Eu vi o SUS nascer. Embora seja um programa do Governo, nós do Terceiro Setor soubemos valorizar esse programa.

Para mim, o maior avanço que houve foi a participação da sociedade civil nos Conselhos, porque podemos deliberar política. um Estatuto que ouve participação. A Lei Maria da Penha existe porque houve essa participação nos Conselhos. A sociedade se impôs para que a gente tomasse a defesa do direitos das pessoas negras também. Eu vejo muito avanço nos Conselhos. E isso tudo resultou em legislação.

 

5) As pessoas idosas estão presentes no dia a dia das organizações sociais como público atendido e também como trabalhadores e voluntários. Qual a importância do terceiro setor para a ocupação e realização profissional da pessoa idosa?

Temos uma sociedade que ainda tem algum preconceito contra o idoso, tratam como se a pessoa que aposentou se tornasse inválida. A sociedade não vê toda a história que essa pessoa já construiu. O Terceiro Setor percebe melhor a sabedoria que essas pessoas adquiriram. São pessoas mais resilientes, mais equilibradas. A idade vai trazendo resiliência. Já viveram uma história em que não tínhamos essas garantias que temos hoje, por isso temos críticas mais avançadas às lutas atuais, por termos estado presentes nessas lutas.
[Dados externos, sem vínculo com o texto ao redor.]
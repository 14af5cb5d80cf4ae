//! Tension branch (GB 50010-2010, C.2.3).
//!
//! ```text
//! ε_t,r = 65·f_t,r^0.54·1e-6
//! α_t   = 0.312·f_t,r²
//! ρ_t   = f_t,r / (E_c·ε_t,r)
//!
//! d_t = 1 − ρ_t·(1.2 − 0.2·x⁵)              x ≤ 1
//! d_t = 1 − ρ_t / (α_t·(x − 1)^1.7 + x)     x > 1
//! ```
//!
//! The tension grid starts at exactly `x = 1.0`, so only its first sample
//! takes the ascending formula.

use tracing::debug;

use super::{
    build_curve, check_curve_fit, validate_positive, CurveBranch, CurveParameters, DamageCurve,
    TENSION_GRID,
};
use crate::errors::CalcResult;

/// Peak tensile strain ε_t,r for a representative strength `ftr` (MPa).
pub fn peak_strain(ftr: f64) -> f64 {
    65.0 * ftr.powf(0.54) * 1e-6
}

/// Descending branch parameter α_t.
pub fn descending_alpha(ftr: f64) -> f64 {
    0.312 * ftr.powi(2)
}

pub fn parameters(ftr: f64, er: f64) -> CalcResult<CurveParameters> {
    validate_positive("ftr", ftr)?;
    validate_positive("er", er)?;

    let eps0 = peak_strain(ftr);
    check_curve_fit(CurveBranch::Tension, er, eps0, ftr)?;

    Ok(CurveParameters {
        peak_strain: eps0,
        alpha: descending_alpha(ftr),
        exponent: None,
        rho: ftr / (er * eps0),
    })
}

/// Tension damage curve for `(ftr, er)`.
///
/// Returns the 43-point damage / true stress / cracking strain tables.
pub fn compute_tension(ftr: f64, er: f64) -> CalcResult<DamageCurve> {
    let params = parameters(ftr, er)?;
    let CurveParameters { alpha, rho, .. } = params;

    debug!(
        ftr,
        er,
        peak_strain = params.peak_strain,
        alpha,
        rho,
        samples = TENSION_GRID.len(),
        "computing tension curve"
    );

    build_curve(CurveBranch::Tension, &TENSION_GRID, er, params, |x| {
        if x <= 1.0 {
            1.0 - rho * (1.2 - 0.2 * x.powi(5))
        } else {
            1.0 - rho / (alpha * (x - 1.0).powf(1.7) + x)
        }
    })
}

#[cfg(test)]
mod tests {
    use super::*;
    use crate::errors::CalcError;

    fn c30() -> DamageCurve {
        compute_tension(2.01, 30000.0).unwrap()
    }

    #[test]
    fn test_parameters() {
        let p = parameters(2.01, 30000.0).unwrap();
        assert!((p.peak_strain - 9.4763093e-5).abs() < 1e-12);
        assert!((p.alpha - 1.2605112).abs() < 1e-9);
        assert!((p.rho - 0.7070263098).abs() < 1e-9);
        assert!(p.exponent.is_none());
    }

    #[test]
    fn test_length_matches_grid() {
        let curve = c30();
        assert_eq!(curve.len(), 43);
        assert_eq!(curve.true_stress.len(), 43);
        assert_eq!(curve.plastic_strain.len(), 43);
    }

    #[test]
    fn test_golden_endpoints() {
        let curve = c30();
        assert_eq!(curve.damage[0], 0.0);
        assert!((curve.true_stress[0] - 2.01019).abs() < 1e-9);
        assert_eq!(curve.plastic_strain[0], 0.0);

        assert!((curve.damage[42] - 0.97284).abs() < 1e-9);
        assert!((curve.true_stress[42] - 0.103264).abs() < 1e-9);
        assert!((curve.plastic_strain[42] - 0.004629).abs() < 1e-9);
    }

    #[test]
    fn test_first_sample_uses_ascending_formula() {
        // At x = 1 the ascending law gives σ = ρ·Er·ε0 = ftr, so true stress is ftr·(1 + ε0)
        let curve = c30();
        let eps0 = peak_strain(2.01);
        assert!((curve.true_stress[0] - 2.01 * (1.0 + eps0)).abs() < 1e-6);
        assert!((curve.damage[1] - 0.25729).abs() < 1e-9);
        assert!((curve.true_stress[1] - 1.882069).abs() < 1e-9);
    }

    #[test]
    fn test_damage_bounded_and_increasing() {
        for ftr in [1.1, 2.01, 2.64, 3.1] {
            let curve = compute_tension(ftr, 32500.0).unwrap();
            assert!(curve.damage.iter().all(|&d| (0.0..=1.0).contains(&d)));
            assert!(curve.damage.windows(2).all(|w| w[0] <= w[1]));
        }
    }

    #[test]
    fn test_invalid_constants() {
        let err = compute_tension(0.0, 30000.0).unwrap_err();
        assert!(matches!(
            err,
            CalcError::InvalidMaterialConstant { ref field, .. } if field == "ftr"
        ));
        let err = compute_tension(2.0, f64::INFINITY).unwrap_err();
        assert_eq!(err.error_code(), "INVALID_MATERIAL_CONSTANT");
    }

    #[test]
    fn test_degenerate_fit() {
        // Tiny modulus: er·ε_t,r drops below ftr
        let err = compute_tension(2.01, 1000.0).unwrap_err();
        assert!(matches!(
            err,
            CalcError::DegenerateCurveFit { branch: CurveBranch::Tension, .. }
        ));
    }

    #[test]
    fn test_into_parts() {
        let (d, s, e) = c30().into_parts();
        assert_eq!(d.len(), s.len());
        assert_eq!(s.len(), e.len());
    }
}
Eu tenho 70 anos e considero que ainda tenho tempo para oferecer, eu continuo aprendendo, continuo buscando coisas que dão mais chances ao meu propósito. Muitas pessoas idosas contribuem valorosamente no Terceiro Setor, e se veem incluídas, porque valorizamos a sabedoria dessas pessoas, embora essa distância geracional provoque um hiato. Por exemplo, embora eu conheça muito sobre a primeira infância, eu não acho que seja adequada para fazer esse trabalho diretamente com as crianças de 6 anos, porque eu já não tenho a mesma mobilidade e vitalidade que um jovem tem para estar presente com aquele grupo de crianças. Mas eu tenho o conhecimento que aquele jovem ainda não tem, para ensiná-lo a fazer esse trabalho. Os idosos são muito importantes e efetivos em fazerem um trabalho de capacitação, serem conselheiros das organizações. Eu quero continuar até os 90 sendo conselheira!

 

6) Se fosse para escolher uma ou duas palavras para representar o seu percurso na área social, quais seriam?

Gratidão e justiça são as palavras mais fortes no meu percurso. Quando eu era uma menina de 12 anos até hoje sempre fui muito movida pelo senso de justiça e muito grata.